Actually, the port number is :8888 :)
This is why I should never trust my memory!
I'm assigning this to myself, but @jessberg, please do try @pmm-sumo's suggestion and let us know how it went.
Sorry for the late reply! I am still having a bit of trouble accessing the statistics. When I go to :8888, I get 404 Page Not Found. This is the same as I got with zpages, but I fixed that by going to specific endpoints. Is there analogous documentation on how to find the specific metrics?
Try the /metrics endpoint on that port: localhost:8888/metrics (given that the service is exposed to your localhost, perhaps using kubectl port-forward otelcollector 8888
or something similar). If it doesn't work, check the logs for the collector: the port should match what's shown there. If you still can't get it working, I recommend trying to run the collector binary locally, ruling out any possible Kubernetes networking issue.

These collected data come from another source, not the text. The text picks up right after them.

//! Utility functions for image loading and saving.
//!
//! This module wraps the `image` crate calls the pipeline depends on: decoding
//! a source file, cutting a region out of a raster, and encoding a crop as JPEG.

use std::borrow::Cow;
use std::path::Path;

use image::{ColorType, DynamicImage, ImageFormat};

use crate::core::{CropError, CropResult};
use crate::processors::CropBox;

/// Loads an image from a file path.
///
/// # Arguments
///
/// * `path` - A reference to the path of the image file to load
///
/// # Errors
///
/// Returns `CropError::ImageLoad`, naming the path, if the file cannot be
/// opened or decoded.
pub fn load_image(path: &Path) -> CropResult<DynamicImage> {
    image::open(path).map_err(|source| CropError::ImageLoad {
        path: path.to_path_buf(),
        source,
    })
}

/// Copies the region bounded by `crop_box` out of `image`.
///
/// The box is expected to lie inside the image; the `image` crate clamps it
/// otherwise.
pub fn crop_region(image: &DynamicImage, crop_box: &CropBox) -> DynamicImage {
    image.crop_imm(crop_box.x1, crop_box.y1, crop_box.width(), crop_box.height())
}

/// Converts an image into a pixel layout the JPEG encoder accepts.
///
/// JPEG stores 8-bit greyscale or 8-bit RGB without alpha, so other layouts are
/// reduced to the closest of the two.
pub fn flatten_for_jpeg(image: &DynamicImage) -> Cow<'_, DynamicImage> {
    match image.color() {
        ColorType::L8 | ColorType::Rgb8 => Cow::Borrowed(image),
        ColorType::La8 | ColorType::L16 | ColorType::La16 => {
            Cow::Owned(DynamicImage::ImageLuma8(image.to_luma8()))
        }
        _ => Cow::Owned(DynamicImage::ImageRgb8(image.to_rgb8())),
    }
}

/// Encodes `image` as JPEG at `path`.
///
/// # Errors
///
/// Returns `CropError::Write`, naming the path, if encoding or writing fails.
pub fn save_jpeg(image: &DynamicImage, path: &Path) -> CropResult<()> {
    flatten_for_jpeg(image)
        .save_with_format(path, ImageFormat::Jpeg)
        .map_err(|source| CropError::Write {
            path: path.to_path_buf(),
            source,
        })
}

#[cfg(test)]
mod tests {
    use super::*;
    use image::{GenericImageView, ImageBuffer, Luma, LumaA, Rgba};

    #[test]
    fn test_load_missing_image_names_path() {
        let err = load_image(Path::new("definitely/not/here.png")).unwrap_err();
        assert!(err.is_load_failure());
        assert!(err.to_string().contains("definitely/not/here.png"));
    }

    #[test]
    fn test_crop_region_extracts_box() {
        let image = DynamicImage::ImageLuma8(ImageBuffer::from_fn(8, 6, |x, y| {
            Luma([(y * 8 + x) as u8])
        }));
        let crop = crop_region(&image, &CropBox::new(2, 1, 5, 4));
        assert_eq!(crop.dimensions(), (3, 3));
        assert_eq!(crop.get_pixel(0, 0), image.get_pixel(2, 1));
        assert_eq!(crop.get_pixel(2, 2), image.get_pixel(4, 3));
    }

    #[test]
    fn test_flatten_for_jpeg_drops_alpha() {
        let rgba = DynamicImage::ImageRgba8(ImageBuffer::from_pixel(2, 2, Rgba([1, 2, 3, 4])));
        assert_eq!(flatten_for_jpeg(&rgba).color(), ColorType::Rgb8);

        let luma_alpha = DynamicImage::ImageLumaA8(ImageBuffer::from_pixel(2, 2, LumaA([9, 255])));
        assert_eq!(flatten_for_jpeg(&luma_alpha).color(), ColorType::L8);

        let luma = DynamicImage::ImageLuma8(ImageBuffer::from_pixel(2, 2, Luma([9])));
        assert!(matches!(flatten_for_jpeg(&luma), Cow::Borrowed(_)));
    }

    #[test]
    fn test_save_jpeg_round_trips_dimensions() {
        let dir = tempfile::tempdir().unwrap();
        let path = dir.path().join("crop.jpg");
        let image = DynamicImage::ImageRgba8(ImageBuffer::from_pixel(7, 5, Rgba([10, 20, 30, 255])));

        save_jpeg(&image, &path).unwrap();
        let reloaded = load_image(&path).unwrap();
        assert_eq!(reloaded.dimensions(), (7, 5));
    }

    #[test]
    fn test_save_jpeg_into_missing_directory_fails() {
        let dir = tempfile::tempdir().unwrap();
        let path = dir.path().join("missing").join("crop.jpg");
        let image = DynamicImage::ImageLuma8(ImageBuffer::from_pixel(2, 2, Luma([0])));

        let err = save_jpeg(&image, &path).unwrap_err();
        assert!(matches!(err, CropError::Write { .. }));
    }
}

I got it! I believe from this there are many many spans gotten by the receiver:
otelcol_receiver_accepted_spans{receiver="otlp",service_instance_id="eaa1bea0-d948-4775-9117-16e8a2ddbf0c",service_version="latest",transport="grpc"} 94975
And much less sent by the exporters:
otelcol_exporter_sent_spans{exporter="jaeger",service_instance_id="eaa1bea0-d948-4775-9117-16e8a2ddbf0c",service_version="latest"} 30008
otelcol_exporter_sent_spans{exporter="logging",service_instance_id="eaa1bea0-d948-4775-9117-16e8a2ddbf0c",service_version="latest"} 89090
This seems pretty bad; I seem to be overloading it by a factor of 3. Can you explain what exactly is happening with the sending_queue here? I understand I am overloading it, but would increasing the number of consumers help? Are the requests to Jaeger pipelined in any way?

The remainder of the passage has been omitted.